EXERCISE PROMPT:
Copy exactly the stretch of data below from the line with "use serde::Deserialize;" through the line with "use crate::app_state::PipelineStats;", including both of those lines.

********************

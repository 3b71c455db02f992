// =============================================================================
// Trade Ingestor — exchange aggTrade feed onto the durable log
// =============================================================================
//
// One task per symbol.  Each task holds a WebSocket connection to the
// exchange's aggregated-trade stream, normalizes every text frame into a
// `Trade` and appends it to `<stream_prefix><symbol>` with approximate
// length trimming.
//
// Failure policy:
//   - Malformed frame      → warn and skip, connection kept.
//   - Disconnect / read or publish error → reconnect after a capped
//     exponential backoff with jitter; a successful connect resets it.
//   - No inbound traffic for a ping interval plus the ping timeout → the
//     connection is treated as dead and goes through the same backoff.
// =============================================================================

use std::str::FromStr;
use std::sync::Arc;

use anyhow::{bail, Context, Result};
use futures_util::{SinkExt, StreamExt};
use rust_decimal::Decimal;
use serde::Deserialize;
use thiserror::Error;
use tokio::time::{Instant, MissedTickBehavior};
use tokio_tungstenite::connect_async;
use tokio_tungstenite::tungstenite::Message;
use tracing::{debug, error, info, warn};

use crate::app_state::PipelineStats;
use crate::config::AppConfig;
use crate::market_data::backoff::Backoff;
use crate::stream::StreamLog;
use crate::types::{now_ms, Side, Trade};

#[derive(Debug, Error)]
pub enum FeedError {
    #[error("malformed frame: {0}")]
    Json(#[from] serde_json::Error),

    #[error("invalid {field} {value:?}")]
    InvalidNumber { field: &'static str, value: String },
}

/// Wire shape of a Binance aggTrade frame; only the fields used here.
///
/// ```json
/// { "e": "aggTrade", "E": 1700000000123, "s": "BTCUSDT", "p": "37000.00", "q": "0.123", "m": true }
/// ```
#[derive(Debug, Deserialize)]
struct AggTradeFrame {
    #[serde(rename = "p")]
    price: String,
    #[serde(rename = "q")]
    quantity: String,
    #[serde(rename = "m", default)]
    buyer_is_maker: bool,
    #[serde(rename = "E", default)]
    event_time: Option<i64>,
}

fn parse_decimal(field: &'static str, raw: &str) -> Result<Decimal, FeedError> {
    let raw = raw.trim();
    Decimal::from_str(raw)
        .or_else(|_| Decimal::from_scientific(raw))
        .map_err(|_| FeedError::InvalidNumber {
            field,
            value: raw.to_string(),
        })
}

/// Normalize one aggTrade text frame for `symbol`.
///
/// The event time falls back to `now_ms` when it is absent or zero.
pub fn normalize_agg_trade(text: &str, symbol: &str, source: &str, now_ms: i64) -> Result<Trade, FeedError> {
    let frame: AggTradeFrame = serde_json::from_str(text)?;

    Ok(Trade {
        symbol: symbol.to_string(),
        ts_ms: frame.event_time.filter(|&t| t != 0).unwrap_or(now_ms),
        price: parse_decimal("price", &frame.price)?,
        quantity: parse_decimal("quantity", &frame.quantity)?,
        side: Side::from_buyer_is_maker(frame.buyer_is_maker),
        source: source.to_string(),
    })
}

// ---------------------------------------------------------------------------
// Trade WebSocket stream
// ---------------------------------------------------------------------------

/// Connect to the aggTrade stream for `symbol` and publish trades until the
/// stream disconnects or an error occurs, then return so that
/// [`run_ingestor`] can back off and reconnect.
pub async fn run_trade_stream(
    cfg: &AppConfig,
    log: &dyn StreamLog,
    stats: &PipelineStats,
    symbol: &str,
    backoff: &mut Backoff,
) -> Result<()> {
    let url = cfg.feed_url_for(symbol);
    let stream = cfg.stream_key(symbol);
    info!(url = %url, symbol = %symbol, "connecting to trade WebSocket");

    let (ws_stream, _response) = connect_async(&url)
        .await
        .context("failed to connect to trade WebSocket")?;

    info!(symbol = %symbol, "trade WebSocket connected");
    backoff.reset();
    let (mut write, mut read) = ws_stream.split();

    // Any inbound frame, pongs included, proves the connection is alive.
    let idle = cfg.feed_idle_timeout();
    let mut deadline = Instant::now() + idle;
    let mut ping = tokio::time::interval(cfg.feed_ping_interval());
    ping.set_missed_tick_behavior(MissedTickBehavior::Delay);
    ping.tick().await;

    loop {
        let next = tokio::select! {
            next = tokio::time::timeout_at(deadline, read.next()) => next,
            _ = ping.tick() => {
                write
                    .send(Message::Ping(Vec::new()))
                    .await
                    .context("failed to ping trade WebSocket")?;
                continue;
            }
        };
        let Ok(next) = next else {
            warn!(symbol = %symbol, idle_ms = idle.as_millis() as u64, "trade WebSocket silent; dropping connection");
            bail!("no traffic from trade WebSocket for {}ms", idle.as_millis());
        };
        deadline = Instant::now() + idle;

        match next {
            Some(Ok(Message::Text(text))) => {
                match normalize_agg_trade(&text, symbol, &cfg.feed_source, now_ms()) {
                    Ok(trade) => {
                        let id = log
                            .append(&stream, &trade.to_fields(), Some(cfg.stream_maxlen))
                            .await
                            .with_context(|| format!("failed to publish trade to {stream}"))?;
                        PipelineStats::bump(&stats.trades_published);
                        debug!(symbol = %symbol, id = %id, price = %trade.price, side = %trade.side, "trade published");
                    }
                    Err(e) => {
                        PipelineStats::bump(&stats.frames_skipped);
                        warn!(symbol = %symbol, error = %e, "skipping malformed aggTrade frame");
                    }
                }
            }
            Some(Ok(Message::Close(frame))) => {
                warn!(symbol = %symbol, frame = ?frame, "trade WebSocket closed by server");
                return Ok(());
            }
            Some(Ok(_)) => {}
            Some(Err(e)) => {
                error!(symbol = %symbol, error = %e, "trade WebSocket read error");
                return Err(e.into());
            }
            None => {
                warn!(symbol = %symbol, "trade WebSocket stream ended");
                return Ok(());
            }
        }
    }
}

/// Keep one symbol's feed connected forever.
pub async fn run_ingestor(
    cfg: Arc<AppConfig>,
    log: Arc<dyn StreamLog>,
    stats: Arc<PipelineStats>,
    symbol: String,
) {
    let mut backoff = Backoff::from_config(&cfg);
    let component = format!("ingest:{symbol}");

    loop {
        if let Err(e) = run_trade_stream(&cfg, log.as_ref(), &stats, &symbol, &mut backoff).await {
            stats.record_error(&component, format!("{e:#}"));
            error!(symbol = %symbol, error = %format!("{e:#}"), "trade stream error");
        }

        PipelineStats::bump(&stats.feed_reconnects);
        let delay = backoff.next_delay();
        warn!(symbol = %symbol, delay_ms = delay.as_millis() as u64, "reconnecting trade stream");
        tokio::time::sleep(delay).await;
    }
}

#[cfg(test)]
mod tests {
    use std::time::Duration;

    use super::*;
    use crate::stream::MemoryLog;

    const FRAME: &str = r#"{"e":"aggTrade","E":1700000000123,"s":"BTCUSDT","a":1,"p":"37000.10","q":"0.500","f":1,"l":2,"T":1700000000120,"m":true,"M":true}"#;

    #[test]
    fn normalizes_binance_frame() {
        let trade = normalize_agg_trade(FRAME, "btcusdt", "binance", 42).unwrap();
        assert_eq!(trade.symbol, "btcusdt");
        assert_eq!(trade.ts_ms, 1_700_000_000_123);
        assert_eq!(trade.side, Side::Sell);
        assert_eq!(trade.source, "binance");

        let fields = trade.to_fields();
        assert_eq!(fields["price"], "37000.1000000000");
        assert_eq!(fields["qty"], "0.5000000000");
        assert_eq!(fields["side"], "sell");
    }

    #[test]
    fn event_time_falls_back_to_clock() {
        let missing = r#"{"p":"1.0","q":"2.0","m":false}"#;
        let trade = normalize_agg_trade(missing, "ethusdt", "binance", 42).unwrap();
        assert_eq!(trade.ts_ms, 42);
        assert_eq!(trade.side, Side::Buy);

        let zero = r#"{"p":"1.0","q":"2.0","m":false,"E":0}"#;
        assert_eq!(normalize_agg_trade(zero, "ethusdt", "binance", 7).unwrap().ts_ms, 7);
    }

    #[test]
    fn malformed_frames_are_rejected() {
        assert!(matches!(
            normalize_agg_trade("not json", "btcusdt", "binance", 0),
            Err(FeedError::Json(_))
        ));
        assert!(matches!(
            normalize_agg_trade(r#"{"result":null,"id":1}"#, "btcusdt", "binance", 0),
            Err(FeedError::Json(_))
        ));
        assert!(matches!(
            normalize_agg_trade(r#"{"p":"abc","q":"1"}"#, "btcusdt", "binance", 0),
            Err(FeedError::InvalidNumber { field: "price", .. })
        ));
    }

    #[test]
    fn missing_maker_flag_means_buy() {
        let trade = normalize_agg_trade(r#"{"p":"5","q":"1","E":1}"#, "btcusdt", "binance", 0).unwrap();
        assert_eq!(trade.side, Side::Buy);
    }

    #[tokio::test]
    async fn silent_feed_is_dropped() {
        let listener = tokio::net::TcpListener::bind("127.0.0.1:0").await.unwrap();
        let addr = listener.local_addr().unwrap();

        // Sends one trade, then holds the socket open without reading or
        // answering pings.
        let server = tokio::spawn(async move {
            let (tcp, _) = listener.accept().await.unwrap();
            let mut ws = tokio_tungstenite::accept_async(tcp).await.unwrap();
            ws.send(Message::Text(FRAME.to_string())).await.unwrap();
            tokio::time::sleep(Duration::from_secs(10)).await;
        });

        let cfg = AppConfig {
            feed_url: format!("ws://{addr}/{{symbol}}"),
            feed_ping_interval_ms: 20,
            feed_ping_timeout_ms: 30,
            ..AppConfig::default()
        };
        let log = MemoryLog::new();
        let stats = PipelineStats::default();
        let mut backoff = Backoff::from_config(&cfg);

        let out = tokio::time::timeout(
            Duration::from_secs(5),
            run_trade_stream(&cfg, &log, &stats, "btcusdt", &mut backoff),
        )
        .await
        .expect("stream should give up on a silent feed");

        let err = out.unwrap_err();
        assert!(format!("{err:#}").contains("no traffic"), "{err:#}");
        assert_eq!(log.len("trades:btcusdt").await.unwrap(), 1);
        assert_eq!(stats.snapshot().trades_published, 1);
        server.abort();
    }
}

********************

EXERCISE SOLUTION:
use serde::Deserialize;
use thiserror::Error;
use tokio::time::{Instant, MissedTickBehavior};
use tokio_tungstenite::connect_async;
use tokio_tungstenite::tungstenite::Message;
use tracing::{debug, error, info, warn};

use crate::app_state::PipelineStats;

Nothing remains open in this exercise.